Ich war so in Gedanken versunken, dass ich gar nicht bemerkte, wie Paul davon ging. Ich glaube er hatte erkannt, dass wir beide etwas gemeinsam haben, Erinnerungen an vergangene Zeiten, die unsere Seele berühren und zum Nachdenken anregen. Was zurück blieb war nur noch der Schnappschuss von Paul mit seiner Hündin Diana, wie er davon geht. Ich hatte keine Visitenkarte, keine Handynummer, ich hatte nichts von ihm – was ich habe ist eine wunderbare Geschichte und eine Begegnung, die mich sehr bereichert hat. Ich bin mir nicht sicher, ob all seine Erzählungen auch wirklich wahr sind, was ich weiß, dass sie mir gefallen haben und dass ich dankbar bin dafür. Ich bin danach noch Laufen gewesen, habe meine 10 km am Strand absolviert und habe nichts von dem schönen Meer mitbekommen, weil meine Gedanken bei Paul waren.

Ich glaube nicht, dass Paul etwas erfahren wird, von dem was ich hier geschrieben habe, darum geht es auch nicht. Ich bin dankbar dafür, dass ich hier zur richtigen Zeit angehalten habe, zurück bleibt die Erinnerung an diesen Moment, an Paul, seine Geschichte und ein wundervolles Gebäude, an dem ein hässliches Schild „zu verkaufen“ prangert.

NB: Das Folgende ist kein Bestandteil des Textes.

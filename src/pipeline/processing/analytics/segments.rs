use polars::prelude::*;
use tracing::{info, instrument, warn};

use super::{by_count_then_key, market_share, rent_aggregates, AnalysisOutcome, MarketAnalytics};
use crate::constants::*;
use crate::dataset::count_where;
use crate::error::Result;
use crate::pipeline::processing::enrich::{luxury_flag, luxury_thresholds, price_per_sqft};

impl MarketAnalytics<'_> {
    /// Per-area statistics over the PSF subset.
    ///
    /// Contracts without an area name form their own group. Areas with fewer than
    /// `min_area_sample_size` contracts are dropped.
    #[instrument(skip_all)]
    pub fn analyze_by_area(&self) -> Result<AnalysisOutcome> {
        info!("Analyzing by area");
        let area_name = self.config.schema.area_name.as_str();
        if let Some(not_applicable) = self.require(&[area_name]) {
            warn!("{} column not found, area analysis unavailable", area_name);
            return Ok(not_applicable);
        }

        let subset = match self.calculate_psf_metrics()? {
            AnalysisOutcome::Rows(df) => df,
            other => return Ok(other),
        };

        let mut aggregates = rent_aggregates(self.amount());
        aggregates.extend([
            col(PSF).mean().alias(AVG_PSF),
            col(PSF).median().alias(MEDIAN_PSF),
            col(self.area()).mean().alias(AVG_AREA),
        ]);

        let min_sample = self.config.metrics.min_area_sample_size as i64;
        let grouped = subset
            .lazy()
            .group_by([col(area_name)])
            .agg(aggregates)
            .filter(col(CONTRACT_COUNT).gt_eq(lit(min_sample)));
        let df = by_count_then_key(grouped, area_name).collect()?;

        info!("Analyzed {} areas", df.height());
        Ok(AnalysisOutcome::from_frame(
            df,
            format!("no area has at least {} contracts", min_sample),
        ))
    }

    /// The `top_n` busiest areas with their share of all qualifying areas.
    #[instrument(skip(self))]
    pub fn identify_high_demand_areas(&self, top_n: usize) -> Result<AnalysisOutcome> {
        let by_area = match self.analyze_by_area()? {
            AnalysisOutcome::Rows(df) => df,
            other => return Ok(other),
        };

        // Share is taken over every area before truncating to the top N
        let df = by_area
            .lazy()
            .with_column(market_share())
            .limit(top_n as IdxSize)
            .collect()?;

        info!("Identified {} high-demand areas", df.height());
        Ok(AnalysisOutcome::from_frame(df, "top_n is zero"))
    }

    /// Rent statistics per property type, falling back to the sub-type column.
    #[instrument(skip_all)]
    pub fn analyze_by_property_type(&self) -> Result<AnalysisOutcome> {
        info!("Analyzing by property type");
        let schema = &self.config.schema;
        let key = if self.require(&[&schema.property_type]).is_none() {
            schema.property_type.as_str()
        } else if self.require(&[&schema.property_sub_type]).is_none() {
            warn!(
                "{} column not found, using {}",
                schema.property_type, schema.property_sub_type
            );
            schema.property_sub_type.as_str()
        } else {
            return Ok(AnalysisOutcome::NotApplicable {
                missing_columns: vec![
                    schema.property_type.clone(),
                    schema.property_sub_type.clone(),
                ],
            });
        };

        let df = self.grouped_rent_stats(key, false)?;
        info!("Analyzed {} property types", df.height());
        Ok(AnalysisOutcome::from_frame(df, "no contract has a positive rent"))
    }

    /// Rent statistics per usage value, with no minimum group size.
    #[instrument(skip_all)]
    pub fn segment_by_usage(&self) -> Result<AnalysisOutcome> {
        info!("Segmenting by property usage");
        let with_psf = self.require(&[self.area()]).is_none();
        let df = self.grouped_rent_stats(self.usage(), with_psf)?;
        info!("Analyzed {} usage categories", df.height());
        Ok(AnalysisOutcome::from_frame(df, "no contract has a positive rent"))
    }

    fn grouped_rent_stats(&self, key: &str, with_psf: bool) -> Result<DataFrame> {
        let mut aggregates = rent_aggregates(self.amount());
        if with_psf {
            let psf = price_per_sqft(self.amount(), self.area());
            aggregates.extend([
                psf.clone().mean().alias(AVG_PSF),
                psf.median().alias(MEDIAN_PSF),
            ]);
        }

        let grouped = self
            .valid_rents()
            .group_by([col(key)])
            .agg(aggregates)
            .with_column(market_share());
        Ok(by_count_then_key(grouped, key).collect()?)
    }

    /// PSF subset tagged with `is_luxury` at the configured percentiles.
    ///
    /// Applying this to its own output tags the same rows.
    #[instrument(skip_all)]
    pub fn identify_luxury_properties(&self) -> Result<AnalysisOutcome> {
        info!("Identifying luxury properties");
        let subset = match self.calculate_psf_metrics()? {
            AnalysisOutcome::Rows(df) => df,
            other => return Ok(other),
        };

        let amount = self.amount();
        let flag = match luxury_thresholds(&subset, PSF, amount, &self.config.metrics)? {
            Some((psf_threshold, rent_threshold)) => {
                luxury_flag(PSF, amount, psf_threshold, rent_threshold)
            }
            None => lit(false),
        };
        let tagged = subset.lazy().with_column(flag.alias(IS_LUXURY)).collect()?;

        let luxury_count = count_where(&tagged, col(IS_LUXURY))?;
        let luxury_pct = luxury_count as f64 / tagged.height() as f64 * 100.0;
        info!(
            "Identified {} luxury properties ({:.1}%)",
            luxury_count, luxury_pct
        );
        Ok(AnalysisOutcome::Rows(tagged))
    }
}

#[cfg(test)]
mod tests {
    use super::super::test_support::*;
    use super::*;
    use crate::config::MarketConfig;

    fn repeat<T: Clone>(value: T, n: usize) -> Vec<T> {
        vec![value; n]
    }

    #[test]
    fn areas_below_min_sample_are_dropped() {
        let config = MarketConfig::default();
        let df = contracts(
            &repeat("Deira", 9),
            &repeat("Residential", 9),
            &repeat(60_000.0, 9),
            &repeat(1_000.0, 9),
        );
        let analytics = MarketAnalytics::new(&df, &config).unwrap();
        let outcome = analytics.analyze_by_area().unwrap();
        assert!(outcome.is_empty(), "{:?}", outcome);
    }

    #[test]
    fn by_area_sorted_by_count_then_name() {
        let mut config = MarketConfig::default();
        config.metrics.min_area_sample_size = 2;

        let mut areas = repeat("Mirdif", 2);
        areas.extend(repeat("Deira", 3));
        areas.extend(repeat("Al Nahda", 2));
        areas.push("Motor City");
        let n = areas.len();
        let df = contracts(
            &areas,
            &repeat("Residential", n),
            &repeat(80_000.0, n),
            &repeat(1_000.0, n),
        );
        let analytics = MarketAnalytics::new(&df, &config).unwrap();
        let by_area = analytics.analyze_by_area().unwrap().into_rows().unwrap();

        assert_eq!(
            strs(&by_area, "area_name_en"),
            vec![
                Some("Deira".to_string()),
                Some("Al Nahda".to_string()),
                Some("Mirdif".to_string()),
            ]
        );
        assert_eq!(f64s(&by_area, CONTRACT_COUNT), vec![Some(3.0), Some(2.0), Some(2.0)]);
        assert_eq!(f64s(&by_area, AVG_PSF), vec![Some(80.0); 3]);
    }

    #[test]
    fn high_demand_share_uses_all_areas() {
        let mut config = MarketConfig::default();
        config.metrics.min_area_sample_size = 1;

        let areas = ["Deira", "Deira", "Deira", "Mirdif", "Al Nahda"];
        let df = contracts(
            &areas,
            &repeat("Residential", 5),
            &repeat(80_000.0, 5),
            &repeat(1_000.0, 5),
        );
        let analytics = MarketAnalytics::new(&df, &config).unwrap();
        let top = analytics.identify_high_demand_areas(1).unwrap().into_rows().unwrap();

        assert_eq!(top.height(), 1);
        let share = f64s(&top, MARKET_SHARE_PCT)[0].unwrap();
        assert!((share - 60.0).abs() < 1e-9);
    }

    #[test]
    fn contracts_without_area_form_their_own_group() {
        let mut config = MarketConfig::default();
        config.metrics.min_area_sample_size = 1;

        let df = df!(
            "contract_id" => ["C0", "C1", "C2", "C3"],
            "area_name_en" => [Some("Deira"), Some("Deira"), None, Some("Mirdif")],
            "property_usage_en" => repeat("Residential", 4),
            "annual_amount" => repeat(80_000.0, 4),
            "actual_area" => repeat(1_000.0, 4),
        )
        .unwrap();
        let analytics = MarketAnalytics::new(&df, &config).unwrap();

        let by_area = analytics.analyze_by_area().unwrap().into_rows().unwrap();
        assert_eq!(by_area.height(), 3);
        assert_eq!(by_area.column("area_name_en").unwrap().null_count(), 1);

        let top = analytics.identify_high_demand_areas(1).unwrap().into_rows().unwrap();
        let share = f64s(&top, MARKET_SHARE_PCT)[0].unwrap();
        assert!((share - 50.0).abs() < 1e-9);
    }

    #[test]
    fn usage_market_shares_sum_to_hundred() {
        let config = MarketConfig::default();
        let df = contracts(
            &["A", "B", "C", "D", "E", "F", "G"],
            &[
                "Residential",
                "Commercial",
                "Residential",
                "Industrial",
                "Commercial",
                "Residential",
                "Hospitality",
            ],
            &[50_000.0, 90_000.0, 70_000.0, 30_000.0, -1.0, 65_000.0, 120_000.0],
            &[900.0, 1_500.0, 1_100.0, 4_000.0, 700.0, 1_000.0, 2_000.0],
        );
        let analytics = MarketAnalytics::new(&df, &config).unwrap();
        let usage = analytics.segment_by_usage().unwrap().into_rows().unwrap();

        let total: f64 = f64s(&usage, MARKET_SHARE_PCT).into_iter().flatten().sum();
        assert!((total - 100.0).abs() < 1e-6);
        assert_eq!(
            strs(&usage, "property_usage_en")[0],
            Some("Residential".to_string())
        );
        // The negative commercial rent is excluded
        assert_eq!(f64s(&usage, CONTRACT_COUNT), vec![Some(3.0), Some(1.0), Some(1.0), Some(1.0)]);
        assert!(usage.schema().contains(AVG_PSF));
    }

    #[test]
    fn property_type_falls_back_to_sub_type() {
        let config = MarketConfig::default();
        let df = df!(
            "annual_amount" => [50_000.0, 60_000.0, 0.0],
            "property_usage_en" => ["Residential", "Residential", "Residential"],
            "ejari_property_sub_type_en" => ["Flat", "Flat", "Villa"],
        )
        .unwrap();
        let analytics = MarketAnalytics::new(&df, &config).unwrap();
        let types = analytics.analyze_by_property_type().unwrap().into_rows().unwrap();

        assert_eq!(types.height(), 1);
        assert_eq!(f64s(&types, AVG_RENT), vec![Some(55_000.0)]);
        assert_eq!(f64s(&types, MARKET_SHARE_PCT), vec![Some(100.0)]);
    }

    #[test]
    fn property_type_without_either_column_is_not_applicable() {
        let config = MarketConfig::default();
        let df = df!(
            "annual_amount" => [50_000.0],
            "property_usage_en" => ["Residential"],
        )
        .unwrap();
        let analytics = MarketAnalytics::new(&df, &config).unwrap();
        assert!(analytics
            .analyze_by_property_type()
            .unwrap()
            .is_not_applicable());
    }

    #[test]
    fn luxury_identification_is_idempotent() {
        let config = MarketConfig::default();
        let amounts = [40_000.0, 55_000.0, 60_000.0, 75_000.0, 90_000.0, 150_000.0, 300_000.0];
        let sizes = [800.0, 1_000.0, 900.0, 1_200.0, 700.0, 1_500.0, 2_000.0];
        let n = amounts.len();
        let df = contracts(&repeat("Dubai Marina", n), &repeat("Residential", n), &amounts, &sizes);

        let first = MarketAnalytics::new(&df, &config)
            .unwrap()
            .identify_luxury_properties()
            .unwrap()
            .into_rows()
            .unwrap();
        let second = MarketAnalytics::new(&first, &config)
            .unwrap()
            .identify_luxury_properties()
            .unwrap()
            .into_rows()
            .unwrap();

        let flags = |df: &DataFrame| -> Vec<Option<bool>> {
            df.column(IS_LUXURY).unwrap().bool().unwrap().into_iter().collect()
        };
        assert_eq!(flags(&first), flags(&second));
        assert!(flags(&first).contains(&Some(true)));
        assert!(flags(&first).contains(&Some(false)));
    }
}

Nur ein Steinwurf entfernt befindet sich der neue Bahnhof, ein Gebäude mit einer grauen Fassade und eher unscheinbar. Die einzige Nostalgie, die es hier gibt, sind die Züge. Sie sind alt, ihre Fensterscheiben sind über die vielen Jahre durch die salzige Meeresluft erblindet, der Rost frisst sich gnadenlos durch das Metall und die Sitzbänke wirken verschlissen. Ein Zug bringt Menschen von A nach B und muss praktikabel sein. Wie schön wäre es trotzdem, wenn ein Zug an einem Bahnhof einfährt, der vor Glanz erstrahlt? Ich hoffe sehr, dass sich ein Investor findet, der dem alten Bahnhof seine Geschichte zurückgibt, der etwas Besonderes daraus macht, einen Ort voller Leben und Begegnungen, wie er einmal war.

Lost Places – lasst sie uns nicht vergessen und gebt ihnen eine Zukunft!